Although we encourage staying on top of your taxes all year, we understand that life gets busy. There are plenty of situations where people have plans to take strategic actions, only to end up missing the deadline. If you find yourself in this situation and wish there was something you could do to help offset what you may owe in taxes, you’ll be happy to learn that there a few options available. Even if you find yourself getting down to the wire with the deadline to file your taxes, here are three different ways you can still reduce what you owe:

1. HSA Contributions

Does your health coverage include an HSA-eligible health insurance plan? If so, making a contribution as a family or individual can provide you with a deduction worth several thousand dollars. Just keep in mind that there have been quite a few changes in recent years as to exactly which plans are eligible, which is why it’s always a good idea to check with a tax professional first.

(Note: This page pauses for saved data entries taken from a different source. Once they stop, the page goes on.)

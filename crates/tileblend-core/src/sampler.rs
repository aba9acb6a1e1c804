//! Tile-blend sampler
//!
//! Maps a normalized screen coordinate into two interleaved lattices (one at
//! integer points, one offset by half a cell), rotates the coordinate about
//! the nearest point of each lattice by a per-cell pseudo-random angle, and
//! blends the two texture samples by relative squared distance. The result is
//! a non-repeating tiled look from a single small image.
//!
//! Every function here is pure. Identical inputs give bit-identical output,
//! and every finite input yields a finite color.

use crate::color::Rgba;
use crate::hash::{HashKind, LatticeHash};
use crate::math::{FULL_ROTATION, Vec2};
use crate::params::{Resolution, SamplerConfig, TileBlendParams, Wave};
use crate::texture::Texture;

/// Nearest point of one lattice and the rotated sample coordinate around it
#[derive(Debug, Clone, Copy, PartialEq)]
pub struct LatticeSample {
    /// Nearest lattice point
    pub point: Vec2,
    /// Coordinate rotated about `point`, before any wrapping
    pub coord: Vec2,
    /// Squared distance from the input coordinate to `point`
    pub distance_sq: f32,
}

/// Intermediate values for one pixel, up to but excluding the texture reads
#[derive(Debug, Clone, Copy, PartialEq)]
pub struct Lookup {
    /// Coordinate after the optional warp
    pub uv: Vec2,
    pub corner: LatticeSample,
    pub center: LatticeSample,
    /// 1 selects the corner sample, 0 the center sample
    pub weight: f32,
}

/// Map a normalized surface coordinate to square, aspect-independent lattice
/// space centered on the screen
pub fn to_square_uv(uv0: Vec2, resolution: Resolution, scale: f32) -> Vec2 {
    let res = resolution.as_vec2();
    let pixel = uv0 * res;
    let centered = pixel - res * 0.5;
    let square = centered / resolution.min_side();
    square * (scale * 4.0)
}

/// Sinusoidal displacement, identity for zero amplitude or zero period
pub fn warp(uv: Vec2, wave: Wave) -> Vec2 {
    if wave.amplitude == 0.0 || wave.period == 0.0 {
        return uv;
    }

    let offset = Vec2::new(
        (FULL_ROTATION * uv.y / wave.period).sin(),
        (FULL_ROTATION * uv.x / wave.period).sin(),
    );
    uv + offset * wave.amplitude
}

/// Rotate `uv` about `center`; a zero angle returns `uv` unchanged
pub fn rotate_about(uv: Vec2, angle: f32, center: Vec2) -> Vec2 {
    if angle == 0.0 {
        return uv;
    }

    let delta = uv - center;
    let (s, c) = angle.sin_cos();
    Vec2::new(delta.x * c - delta.y * s, delta.x * s + delta.y * c) + center
}

/// Interpolation factor between the center (0) and corner (1) samples
///
/// `d_center` is expected to already carry the blend offset. NaN from
/// extreme inputs (`0 * inf`, `inf - inf`) collapses to 0.
pub fn blend_weight(d_corner: f32, d_center: f32, falloff: f32) -> f32 {
    let w = ((d_center - d_corner) * falloff).clamp(0.0, 1.0);
    if w.is_nan() { 0.0 } else { w }
}

/// Configurable tile-blend sampler
///
/// The hash is a type parameter so any [`LatticeHash`] can be substituted;
/// the default [`HashKind`] switches between the shipped hashes at runtime.
#[derive(Debug, Clone, Copy, PartialEq)]
pub struct TileBlendSampler<H = HashKind> {
    hash: H,
    warp: bool,
    explicit_wrap: bool,
}

impl TileBlendSampler<HashKind> {
    pub fn new(config: SamplerConfig) -> Self {
        Self {
            hash: config.hash,
            warp: config.warp,
            explicit_wrap: config.explicit_wrap,
        }
    }

    pub fn config(&self) -> SamplerConfig {
        SamplerConfig {
            hash: self.hash,
            warp: self.warp,
            explicit_wrap: self.explicit_wrap,
        }
    }
}

impl Default for TileBlendSampler<HashKind> {
    fn default() -> Self {
        Self::new(SamplerConfig::default())
    }
}

impl<H: LatticeHash> TileBlendSampler<H> {
    /// Sampler with a custom hash
    pub fn with_hash(hash: H, warp: bool, explicit_wrap: bool) -> Self {
        Self {
            hash,
            warp,
            explicit_wrap,
        }
    }

    /// Nearest point of the lattice shifted by `lattice_offset`, and `uv`
    /// rotated about it
    ///
    /// The hash always sees the unshifted integer coordinate, so both
    /// lattices draw from the same hash domain.
    pub fn sample_lattice(&self, uv: Vec2, lattice_offset: Vec2, rotation: f32) -> LatticeSample {
        let point = (uv - lattice_offset).round_half_up() + lattice_offset;
        // +1 keeps a zero hash from pinning a cell at zero rotation
        let seed = self.hash.hash(point - lattice_offset) + 1.0;
        let angle = rotation * FULL_ROTATION * seed;

        LatticeSample {
            point,
            coord: rotate_about(uv, angle, point),
            distance_sq: (uv - point).length_squared(),
        }
    }

    /// Everything short of the texture reads, starting from square lattice
    /// space (see [`to_square_uv`])
    pub fn lookup(&self, square_uv: Vec2, params: &TileBlendParams) -> Lookup {
        let uv = if self.warp {
            warp(square_uv, params.wave)
        } else {
            square_uv
        };

        let corner = self.sample_lattice(uv, Vec2::ZERO, params.rotation);
        let center = self.sample_lattice(uv, Vec2::HALF, params.rotation);
        let weight = blend_weight(
            corner.distance_sq,
            center.distance_sq * params.blend_offset,
            params.blend_falloff,
        );

        Lookup {
            uv,
            corner,
            center,
            weight,
        }
    }

    /// Read the texture at a lattice sample coordinate
    pub fn fetch<T: Texture + ?Sized>(&self, texture: &T, coord: Vec2) -> Rgba {
        if self.explicit_wrap {
            texture.sample(coord.fract())
        } else {
            texture.sample(coord)
        }
    }

    /// Color for one normalized surface coordinate
    pub fn evaluate<T: Texture + ?Sized>(
        &self,
        uv0: Vec2,
        params: &TileBlendParams,
        resolution: Resolution,
        texture: &T,
    ) -> Rgba {
        let square = to_square_uv(uv0, resolution, params.scale);
        let lookup = self.lookup(square, params);

        let corner = self.fetch(texture, lookup.corner.coord);
        let center = self.fetch(texture, lookup.center.coord);
        center.mix(corner, lookup.weight)
    }
}

#[cfg(test)]
mod tests {
    use super::*;
    use crate::hash::VectorHash;
    use crate::params::Variant;
    use crate::texture::SolidTexture;

    fn params() -> TileBlendParams {
        TileBlendParams {
            rotation: 0.3,
            blend_falloff: 12.0,
            blend_offset: 1.0,
            scale: 1.0,
            wave: Wave {
                amplitude: 0.2,
                period: 1.5,
            },
        }
    }

    #[test]
    fn test_square_uv_centers_and_corrects_aspect() {
        let res = Resolution::new(200, 100);
        assert_eq!(to_square_uv(Vec2::HALF, res, 1.0), Vec2::ZERO);
        // Right edge of a 2:1 viewport is one short side from the center
        assert_eq!(to_square_uv(Vec2::new(1.0, 0.5), res, 1.0), Vec2::new(4.0, 0.0));
        assert_eq!(to_square_uv(Vec2::new(0.5, 1.0), res, 0.5), Vec2::new(0.0, 1.0));
    }

    #[test]
    fn test_lattice_points() {
        let sampler = TileBlendSampler::default();
        let uv = Vec2::new(1.3, -0.6);
        let corner = sampler.sample_lattice(uv, Vec2::ZERO, 0.0);
        let center = sampler.sample_lattice(uv, Vec2::HALF, 0.0);
        assert_eq!(corner.point, Vec2::new(1.0, -1.0));
        assert_eq!(center.point, Vec2::new(1.5, -0.5));
        assert!((corner.distance_sq - (0.09 + 0.16)).abs() < 1e-5);
        assert!((center.distance_sq - (0.04 + 0.01)).abs() < 1e-5);
    }

    #[test]
    fn test_zero_rotation_is_identity() {
        let sampler = TileBlendSampler::default();
        let p = TileBlendParams { rotation: 0.0, ..params() };
        for uv in [Vec2::new(0.1, 0.7), Vec2::new(-3.3, 2.45), Vec2::new(17.9, -0.01)] {
            let lookup = sampler.lookup(uv, &p);
            assert_eq!(lookup.corner.coord, lookup.uv);
            assert_eq!(lookup.center.coord, lookup.uv);
        }
    }

    #[test]
    fn test_rotation_preserves_distance_to_anchor() {
        let sampler = TileBlendSampler::default();
        let uv = Vec2::new(0.2, 0.4);
        let s = sampler.sample_lattice(uv, Vec2::ZERO, 0.7);
        let rotated_dist = (s.coord - s.point).length_squared();
        assert!((rotated_dist - s.distance_sq).abs() < 1e-5);
        assert_ne!(s.coord, uv);
    }

    #[test]
    fn test_full_turn_rotation_matches_hash_offset() {
        // rotation = 1 turns by 2π(hash + 1), i.e. by 2π·hash modulo a full turn
        let sampler = TileBlendSampler::default();
        let uv = Vec2::new(3.3, -1.9);
        let cell = Vec2::new(3.0, -2.0);
        let s = sampler.sample_lattice(uv, Vec2::ZERO, 1.0);
        assert_eq!(s.point, cell);
        let expected = rotate_about(uv, FULL_ROTATION * VectorHash.hash(cell), cell);
        assert!((s.coord - expected).length_squared() < 1e-8);
    }

    #[test]
    fn test_blend_weight_clamps() {
        assert_eq!(blend_weight(0.1, 0.2, 0.0), 0.0);
        assert_eq!(blend_weight(0.1, 0.2, 1000.0), 1.0);
        assert_eq!(blend_weight(0.2, 0.1, 1000.0), 0.0);
        assert!((blend_weight(0.1, 0.2, 5.0) - 0.5).abs() < 1e-6);
        assert_eq!(blend_weight(0.1, f32::INFINITY, 0.0), 0.0);
        assert_eq!(blend_weight(f32::INFINITY, f32::INFINITY, 1.0), 0.0);
    }

    #[test]
    fn test_warp_identity_cases() {
        let uv = Vec2::new(0.37, -1.2);
        assert_eq!(warp(uv, Wave { amplitude: 0.0, period: 3.0 }), uv);
        assert_eq!(warp(uv, Wave { amplitude: 0.5, period: 0.0 }), uv);
        assert_ne!(warp(uv, Wave { amplitude: 0.5, period: 3.0 }), uv);
    }

    #[test]
    fn test_warp_displacement_bounded_by_amplitude() {
        let wave = Wave { amplitude: 0.25, period: 0.7 };
        for i in 0..50 {
            let uv = Vec2::new(i as f32 * 0.137 - 3.0, i as f32 * -0.071 + 1.0);
            let d = warp(uv, wave) - uv;
            assert!(d.x.abs() <= 0.25 + 1e-6 && d.y.abs() <= 0.25 + 1e-6);
        }
    }

    #[test]
    fn test_rigid_sampler_ignores_wave() {
        let sampler = TileBlendSampler::new(Variant::Rigid.config());
        let a = sampler.lookup(Vec2::new(0.4, 0.9), &params());
        let b = sampler.lookup(
            Vec2::new(0.4, 0.9),
            &TileBlendParams { wave: Wave { amplitude: 0.9, period: 0.3 }, ..params() },
        );
        assert_eq!(a, b);
    }

    #[test]
    fn test_solid_texture_passes_through() {
        let tex = SolidTexture(Rgba::rgb(0.25, 0.5, 0.75));
        for variant in [Variant::Rigid, Variant::Warped] {
            let sampler = TileBlendSampler::new(variant.config());
            let c = sampler.evaluate(Vec2::new(0.13, 0.87), &params(), Resolution::new(640, 480), &tex);
            assert!((c.r - 0.25).abs() < 1e-6);
            assert!((c.g - 0.5).abs() < 1e-6);
            assert!((c.b - 0.75).abs() < 1e-6);
        }
    }

    #[test]
    fn test_custom_hash_is_substitutable() {
        struct Zero;
        impl LatticeHash for Zero {
            fn hash(&self, _cell: Vec2) -> f32 {
                0.0
            }
        }

        // With a zero hash, rotation = 1 spins every cell by exactly one turn
        let sampler = TileBlendSampler::with_hash(Zero, false, true);
        let p = TileBlendParams { rotation: 1.0, ..params() };
        let lookup = sampler.lookup(Vec2::new(0.2, 0.3), &p);
        assert!((lookup.corner.coord - lookup.uv).length_squared() < 1e-10);
        assert!((lookup.center.coord - lookup.uv).length_squared() < 1e-10);
    }
}
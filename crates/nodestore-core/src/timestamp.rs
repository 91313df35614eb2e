//! Timestamp normalisation and epoch-day bucketing.
//!
//! Stored timestamps are RFC3339 UTC with exactly three fractional digits
//! (`2026-10-15T08:30:00.000Z`). Fixed width means string order is time order,
//! which the range filters and retention cutoffs rely on.

use chrono::{DateTime, SecondsFormat, TimeZone, Utc};

use crate::error::{Error, Result};

const SECONDS_PER_DAY: i64 = 86_400;

/// Format an instant in the storage representation.
#[must_use]
pub fn to_storage(t: DateTime<Utc>) -> String {
    t.to_rfc3339_opts(SecondsFormat::Millis, true)
}

/// Parse any RFC3339 timestamp into UTC.
pub fn parse_rfc3339(s: &str) -> Result<DateTime<Utc>> {
    DateTime::parse_from_rfc3339(s)
        .map(|t| t.with_timezone(&Utc))
        .map_err(|e| Error::Validation(format!("timestamp {s:?} is not RFC3339: {e}")))
}

/// Re-encode a caller-supplied RFC3339 timestamp in storage form.
pub fn normalize(s: &str) -> Result<String> {
    parse_rfc3339(s).map(to_storage)
}

/// Days since the Unix epoch of the UTC calendar day containing `t`.
///
/// Time of day never affects the result, and instants before 1970 land in
/// negative buckets rather than rounding toward zero.
#[must_use]
pub fn days_since_epoch(t: DateTime<Utc>) -> i64 {
    t.timestamp().div_euclid(SECONDS_PER_DAY)
}

/// Midnight UTC of an epoch day.
#[must_use]
pub fn epoch_day_start(day: i64) -> Option<DateTime<Utc>> {
    Utc.timestamp_opt(day.checked_mul(SECONDS_PER_DAY)?, 0).single()
}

2. American Opportunity Tax Credit

If you’re the parent of a college student, the American Opportunity tax credit is a break you won’t want to miss. It’s worth up to $2,500 per eligible student for the first four years of college. The reason you can claim this credit even when time is coming down to the wire is all you need is a Form 1098-T, which will provide the EIN you need to include on your return.

3. (SEP) IRA Contribution

Whether you work for a company or are self-employed, you can reduce what you owe in taxes by making an IRA contribution. If you are self-employed and file an extension, you can make your contribution up until your return is officially filed.

At Donohoo Accounting Services, we understand the stress that can go along with planning and filing taxes. That’s why we offer tax planning and tax return preparation services. If you want to work with a team that has over two decades of tax experience, call us at 513-528-3982 for a free consultation.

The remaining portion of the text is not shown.